I can understand its an interesting new concept and an accomplishment we've been able to come up with the technology to make 3D viewing possible at home. But why is it even necessary. Whats wrong with normal TV and normal films. I don't think 3D really adds anything to the experience apart from a headache. I can't understand why people would pay loads of money to replace their TVs with 3D capable ones just for that extra feature. Not to mention forking out for those stupid glasses that you then have to wear constantly just to get the 3D effect. Why do we constantly feel the need to improve something that doesn't need improving.

We've made alot of advancements in viewing technology in recent years, like the shift to HD and then full HD, but 3D viewing is not something I would of thought as worthwhile. I can see the value in increasing the viewing experience by improving the quality and clarity of the image through HD but what does 3D actually add? I don't think it even fully works. But this what we have always done and will continue to do. Advance, innovate and improve. Hopefully we'll pass through 3D pretty quickly and be onto the next big thing! God knows what that will be. Full virtual reality maybe!

Thursday, 1 December 2011

Reviewing the reviews

Games reviews, previews and information is everywhere so its hard not to come across. Games are becoming more popular which there are more people finding ways to make money from them like journalism. I don't go out of my way to read people's opinions online because there are just too many people doing it these days. I don't know them, where they are from or the games they like, so how can I put their opinions into context. I do buy and read some gaming magazines however. I still don't know the people writing for the magazines but I'd hope they were at least more informed and experienced.

I think one of the main problems with writing about games is everyone has different views and different motives. I don't know if the magazines or people online are being truthful, purposefully positive/negative or have other preferences which change the way they view something. That's true for everyone anywhere and if that stopped things being written nothing would ever get published, online or off. We could hope people in stronger positions would be more likely to be honest and fair, but we just don't know.

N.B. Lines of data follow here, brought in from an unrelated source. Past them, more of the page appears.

//! emotion-relay: classifies the facial expression in camera frames and
//! relays it to a paired device through a realtime database.
//!
//! Usage:
//!   emotion-relay run                       # live camera until Ctrl-C
//!   emotion-relay classify face.jpg --json  # one still image
//!   emotion-relay watch                     # follow the partner's emotion

use clap::{Parser, Subcommand};
use emotion_relay::config::{AppConfig, LocatorKind};
use emotion_relay::error::{EmotionRelayError, Result};
use emotion_relay::locator::{FaceLocator, SeetaLocator};
use emotion_relay::pipeline::FramePipeline;
use emotion_relay::sink::{DeviceSlots, RealtimeDbSink, ResultSink};
use emotion_relay::{Classifier, Frame};
use std::path::{Path, PathBuf};
use std::sync::Arc;
use std::time::Duration;
use tracing::{info, warn};
use tracing_subscriber::{fmt, layer::SubscriberExt, util::SubscriberInitExt, EnvFilter};

type DynPipeline = FramePipeline<Box<dyn FaceLocator>, Box<dyn Classifier>>;

#[derive(Parser, Debug)]
#[command(name = "emotion-relay")]
#[command(author, version, about = "Facial emotion classifier relaying results to a paired device", long_about = None)]
struct Cli {
    /// JSON configuration file
    #[arg(short, long, global = true)]
    config: Option<PathBuf>,

    /// Also write logs to this file
    #[arg(long, global = true)]
    log_file: Option<PathBuf>,

    /// Use the unpaired slot assignment (write "1", listen to "2")
    #[arg(long, global = true)]
    unpaired: bool,

    #[command(subcommand)]
    command: Command,
}

#[derive(Subcommand, Debug)]
enum Command {
    /// Classify live camera frames until interrupted
    Run,
    /// Classify a single image file
    Classify {
        /// Input image file
        image: PathBuf,

        /// Output the decision as JSON
        #[arg(short, long)]
        json: bool,

        /// Also publish the decision to this device's slot
        #[arg(short, long)]
        publish: bool,
    },
    /// Print the partner device's emotion whenever it changes
    Watch {
        /// Polling interval in milliseconds
        #[arg(long, default_value = "1000")]
        interval_ms: u64,
    },
}

/// Console logging filtered by `RUST_LOG`, plus an optional plain-text file
fn init_logging(log_file: Option<&Path>) -> Result<()> {
    let filter = EnvFilter::try_from_default_env().unwrap_or_else(|_| EnvFilter::new("info"));

    let file_layer = match log_file {
        Some(path) => {
            let file = std::fs::File::create(path)?;
            Some(fmt::layer().with_writer(Arc::new(file)).with_ansi(false))
        }
        None => None,
    };

    tracing_subscriber::registry()
        .with(filter)
        .with(fmt::layer().with_writer(std::io::stderr))
        .with(file_layer)
        .init();

    Ok(())
}

fn load_config(cli: &Cli) -> Result<AppConfig> {
    let mut config = match &cli.config {
        Some(path) => AppConfig::from_json_file(path)?,
        None => AppConfig::default(),
    };
    if cli.unpaired {
        config.sink.paired = false;
    }
    config.validate()?;
    Ok(config)
}

fn build_locator(config: &AppConfig) -> Result<Box<dyn FaceLocator>> {
    match config.locator {
        LocatorKind::Seeta => Ok(Box::new(SeetaLocator::new(
            &config.seeta_model_path,
            config.detection,
        )?)),
        #[cfg(feature = "opencv")]
        LocatorKind::Haar => Ok(Box::new(emotion_relay::locator::HaarCascadeLocator::new(
            &config.cascade_path.to_string_lossy(),
            config.detection,
        )?)),
        #[cfg(not(feature = "opencv"))]
        LocatorKind::Haar => Err(EmotionRelayError::Config(
            "the haar locator needs a build with the `opencv` feature".to_string(),
        )),
    }
}

#[cfg(feature = "onnx")]
fn build_classifier(config: &AppConfig) -> Result<Box<dyn Classifier>> {
    let classifier = emotion_relay::emotion::OnnxClassifier::new(
        &config.model_path.to_string_lossy(),
        config.execution,
    )?;
    info!("Loaded emotion model from {}", config.model_path.display());
    Ok(Box::new(classifier))
}

#[cfg(not(feature = "onnx"))]
fn build_classifier(_config: &AppConfig) -> Result<Box<dyn Classifier>> {
    Err(EmotionRelayError::ModelLoad(
        "no classifier backend: rebuild with the `onnx` feature".to_string(),
    ))
}

fn build_pipeline(config: &AppConfig) -> Result<DynPipeline> {
    Ok(FramePipeline::new(
        build_locator(config)?,
        build_classifier(config)?,
        config.score_fallback,
    ))
}

#[cfg(feature = "camera")]
fn build_sink(config: &AppConfig) -> Box<dyn ResultSink + Send> {
    match RealtimeDbSink::from_config(&config.sink) {
        Some(sink) => Box::new(sink),
        None => {
            warn!("sink.database_url is not set, results are only logged");
            Box::new(emotion_relay::sink::LogSink)
        }
    }
}

fn remote_sink(config: &AppConfig) -> Result<RealtimeDbSink> {
    RealtimeDbSink::from_config(&config.sink)
        .ok_or_else(|| EmotionRelayError::Config("sink.database_url is not set".to_string()))
}

#[cfg(feature = "camera")]
fn run(config: AppConfig) -> Result<()> {
    use emotion_relay::camera::CameraSource;
    use emotion_relay::pipeline::PipelineWorker;
    use emotion_relay::sink::SinkDispatcher;

    let slots = DeviceSlots::for_toggle(config.sink.paired);
    let dispatcher = SinkDispatcher::spawn(build_sink(&config), config.sink.queue_depth)?;
    let pipeline_config = config.clone();
    let worker = PipelineWorker::spawn(
        move || build_pipeline(&pipeline_config),
        dispatcher,
        slots,
    )?;
    info!("Publishing to {}, partner at {}", slots.write_key(), slots.listen_key());

    let mut camera = CameraSource::open(&config.camera, config.camera_rotation()?)?;
    let mailbox = worker.mailbox();
    let runtime = tokio::runtime::Builder::new_current_thread()
        .enable_all()
        .build()?;
    let result = runtime.block_on(capture_until_interrupted(&mut camera, &mailbox));

    camera.stop();
    worker.shutdown();
    result
}

#[cfg(feature = "camera")]
async fn capture_until_interrupted(
    camera: &mut emotion_relay::camera::CameraSource,
    mailbox: &emotion_relay::pipeline::FrameMailbox,
) -> Result<()> {
    tokio::select! {
        result = camera.run(mailbox) => result,
        signal = tokio::signal::ctrl_c() => {
            signal?;
            info!("Interrupted, shutting down");
            Ok(())
        }
    }
}

#[cfg(not(feature = "camera"))]
fn run(_config: AppConfig) -> Result<()> {
    Err(EmotionRelayError::CameraInit(
        "live capture needs a build with the `camera` feature".to_string(),
    ))
}

fn classify(config: &AppConfig, image: &Path, json: bool, publish: bool) -> Result<()> {
    let rgb = image::open(image)?.to_rgb8();
    let frame = Frame::from_rgb_image(rgb);
    let mut pipeline = build_pipeline(config)?;

    let Some(decision) = pipeline.process(&frame)? else {
        warn!("{} produced no decision", image.display());
        return Ok(());
    };

    if json {
        println!("{}", serde_json::to_string_pretty(&decision)?);
    } else {
        println!("{}", decision.display_value());
    }

    if publish {
        let slots = DeviceSlots::for_toggle(config.sink.paired);
        remote_sink(config)?.publish(&slots.write_key(), &decision.display_value())?;
        info!("Published to {}", slots.write_key());
    }
    Ok(())
}

fn watch(config: &AppConfig, interval: Duration) -> Result<()> {
    let sink = remote_sink(config)?;
    let key = DeviceSlots::for_toggle(config.sink.paired).listen_key();
    let runtime = tokio::runtime::Builder::new_current_thread()
        .enable_all()
        .build()?;
    runtime.block_on(poll_partner(&sink, &key, interval))
}

async fn poll_partner(sink: &RealtimeDbSink, key: &str, interval: Duration) -> Result<()> {
    let mut ticker = tokio::time::interval(interval);
    let mut last: Option<String> = None;
    info!("Watching {}", key);

    loop {
        tokio::select! {
            _ = ticker.tick() => {
                match sink.read(key) {
                    Ok(value) if value != last => {
                        println!("{}", value.as_deref().unwrap_or("(unset)"));
                        last = value;
                    }
                    Ok(_) => {}
                    Err(e) => warn!("Failed to read {}: {}", key, e),
                }
            }
            signal = tokio::signal::ctrl_c() => {
                signal?;
                return Ok(());
            }
        }
    }
}

fn main() -> Result<()> {
    let cli = Cli::parse();
    init_logging(cli.log_file.as_deref())?;
    let config = load_config(&cli)?;

    match cli.command {
        Command::Run => run(config),
        Command::Classify {
            ref image,
            json,
            publish,
        } => classify(&config, image, json, publish),
        Command::Watch { interval_ms } => watch(&config, Duration::from_millis(interval_ms)),
    }
}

I've been a reader of PC Gamer for many years and enjoy the magazine. I don't really take issue with the things that are written but they don't really influence the way I buy games anyway. I like to read reviews etc because I like to read about games and I like to have a difference of opinion to others. I like to discuss and argue points about games, I think it adds to the enjoyment of them. I also like buying magazines because I like to see all the new previews of games, these tend to be the biggest games from the biggest companies, some could call this unfair but what do you expect? No one is going to dedicate the majority of a magazine to games no one has really heard of and leave out the bigger titles. it wouldn't sell.

I don't buy magazines or watch online reviews because I really want to know what the game is going to be like for me. Only me playing the game myself is going to tell me if I like it or not. I just need to see enough of the game to get an idea of if I think I'll like it, but thats still just an idea. I've bought games and then found out they sucked, everyone does it and its not necessarily on purpose. Sometimes we just don't enjoy games like we thought we would, but other people might of loved it. Reviews and similar texts are always just going to be people's opinions on what they thought of games. They might be completely different to your own views.

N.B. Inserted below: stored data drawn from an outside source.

// Result sink: best-effort publication of decisions to the shared key-value store

use crate::error::{EmotionRelayError, Result};
use crate::models::Decision;
use serde::{Deserialize, Serialize};
use std::sync::Arc;
use std::thread::JoinHandle;
use std::time::Duration;
use tokio::sync::mpsc;
use tracing::{debug, info, warn};

/// Root under which each device's emotion is stored
pub const EMOTION_ROOT: &str = "emotion";

/// Which of the two fixed slots this device writes and which it reads.
///
/// Paired devices use opposite toggles so each one reads what the other writes.
#[derive(Clone, Copy, Debug, PartialEq, Eq)]
pub struct DeviceSlots {
    pub listen: &'static str,
    pub write: &'static str,
}

impl DeviceSlots {
    pub fn for_toggle(paired: bool) -> Self {
        if paired {
            Self {
                listen: "1",
                write: "2",
            }
        } else {
            Self {
                listen: "2",
                write: "1",
            }
        }
    }

    /// Key this device publishes its own emotion under
    pub fn write_key(&self) -> String {
        format!("{EMOTION_ROOT}/{}", self.write)
    }

    /// Key the partner device publishes under
    pub fn listen_key(&self) -> String {
        format!("{EMOTION_ROOT}/{}", self.listen)
    }
}

/// Write side of the remote key-value store
pub trait ResultSink {
    fn publish(&self, key: &str, value: &str) -> Result<()>;
}

impl<T: ResultSink + ?Sized> ResultSink for Arc<T> {
    fn publish(&self, key: &str, value: &str) -> Result<()> {
        (**self).publish(key, value)
    }
}

impl<T: ResultSink + ?Sized> ResultSink for Box<T> {
    fn publish(&self, key: &str, value: &str) -> Result<()> {
        (**self).publish(key, value)
    }
}

/// Sink that only logs, used when no database is configured
#[derive(Clone, Copy, Debug, Default)]
pub struct LogSink;

impl ResultSink for LogSink {
    fn publish(&self, key: &str, value: &str) -> Result<()> {
        info!(key, value, "Emotion result");
        Ok(())
    }
}

/// Remote store settings
#[derive(Clone, Debug, PartialEq, Serialize, Deserialize)]
#[serde(default)]
pub struct SinkConfig {
    /// Realtime database root, e.g. `https://example-default-rtdb.firebaseio.com`
    pub database_url: Option<String>,
    /// Database secret or ID token, sent as the `auth` query parameter
    pub auth_token: Option<String>,
    /// Paired/unpaired toggle selecting the device slots
    pub paired: bool,
    /// Pending writes kept while the writer thread is busy
    pub queue_depth: usize,
    /// Per-request timeout, in milliseconds
    pub timeout_ms: u64,
}

impl Default for SinkConfig {
    fn default() -> Self {
        Self {
            database_url: None,
            auth_token: None,
            paired: true,
            queue_depth: 8,
            timeout_ms: 5000,
        }
    }
}

/// Realtime-database REST client: values live at `{database_url}/{key}.json`
pub struct RealtimeDbSink {
    agent: ureq::Agent,
    database_url: String,
    auth_token: Option<String>,
}

impl RealtimeDbSink {
    pub fn new(database_url: &str, auth_token: Option<String>, timeout: Duration) -> Self {
        let agent: ureq::Agent = ureq::Agent::config_builder()
            .timeout_global(Some(timeout))
            .build()
            .into();
        Self {
            agent,
            database_url: database_url.trim_end_matches('/').to_string(),
            auth_token,
        }
    }

    pub fn from_config(config: &SinkConfig) -> Option<Self> {
        let url = config.database_url.as_deref()?;
        Some(Self::new(
            url,
            config.auth_token.clone(),
            Duration::from_millis(config.timeout_ms),
        ))
    }

    pub fn endpoint(&self, key: &str) -> String {
        format!("{}/{}.json", self.database_url, key.trim_matches('/'))
    }

    /// Reads the string stored at `key`; `None` when the key is unset
    pub fn read(&self, key: &str) -> Result<Option<String>> {
        let mut request = self.agent.get(&self.endpoint(key));
        if let Some(token) = &self.auth_token {
            request = request.query("auth", token);
        }
        let mut response = request.call()?;
        let value: serde_json::Value = response.body_mut().read_json()?;
        match value {
            serde_json::Value::Null => Ok(None),
            serde_json::Value::String(text) => Ok(Some(text)),
            other => Err(EmotionRelayError::Sink(format!(
                "expected a string at {key}, found {other}"
            ))),
        }
    }
}

impl ResultSink for RealtimeDbSink {
    fn publish(&self, key: &str, value: &str) -> Result<()> {
        let mut request = self.agent.put(&self.endpoint(key));
        if let Some(token) = &self.auth_token {
            request = request.query("auth", token);
        }
        request.send_json(value)?;
        debug!(key, value, "Published emotion");
        Ok(())
    }
}

struct Write {
    key: String,
    value: String,
}

/// Fire-and-forget front of a sink.
///
/// Writes run on a dedicated thread; [`SinkDispatcher::submit`] never blocks,
/// and a write that cannot be queued is dropped with a warning. Failed writes
/// are logged and never retried.
pub struct SinkDispatcher {
    sender: Option<mpsc::Sender<Write>>,
    writer: Option<JoinHandle<()>>,
}

impl SinkDispatcher {
    pub fn spawn(sink: impl ResultSink + Send + 'static, queue_depth: usize) -> Result<Self> {
        if queue_depth == 0 {
            return Err(EmotionRelayError::Config(
                "sink queue depth must be at least 1".to_string(),
            ));
        }
        let (sender, mut receiver) = mpsc::channel::<Write>(queue_depth);
        let writer = std::thread::Builder::new()
            .name("emotion-sink".to_string())
            .spawn(move || {
                while let Some(write) = receiver.blocking_recv() {
                    if let Err(e) = sink.publish(&write.key, &write.value) {
                        warn!("Failed to publish {} to {}: {}", write.value, write.key, e);
                    }
                }
            })?;

        Ok(Self {
            sender: Some(sender),
            writer: Some(writer),
        })
    }

    pub fn submit(&self, key: String, value: String) {
        let Some(sender) = &self.sender else {
            return;
        };
        if let Err(e) = sender.try_send(Write { key, value }) {
            match e {
                mpsc::error::TrySendError::Full(write) => {
                    warn!("Sink busy, dropping write of {} to {}", write.value, write.key)
                }
                mpsc::error::TrySendError::Closed(write) => {
                    warn!("Sink closed, dropping write of {} to {}", write.value, write.key)
                }
            }
        }
    }

    /// Publishes a frame decision under this device's slot
    pub fn submit_decision(&self, slots: &DeviceSlots, decision: &Decision) {
        self.submit(slots.write_key(), decision.display_value());
    }
}

impl Drop for SinkDispatcher {
    fn drop(&mut self) {
        // Closing the channel lets the writer drain what is queued and exit
        self.sender.take();
        if let Some(writer) = self.writer.take() {
            if writer.join().is_err() {
                warn!("Sink writer thread panicked");
            }
        }
    }
}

I think its good practise for people to right about games and what they think about them, some people might be lying but theres nothing we can do about that. if enough is shown/written about games we should all be able to develop an impression of the game and if we'll like it ourselves. How can anyone expect new games journalism or anything to ever be any different. Everything is always going to have a biased opinion in it one way or another because no one is completely neutral for different reasons. What matters is what we each take away from the reviews and how much we want to believe.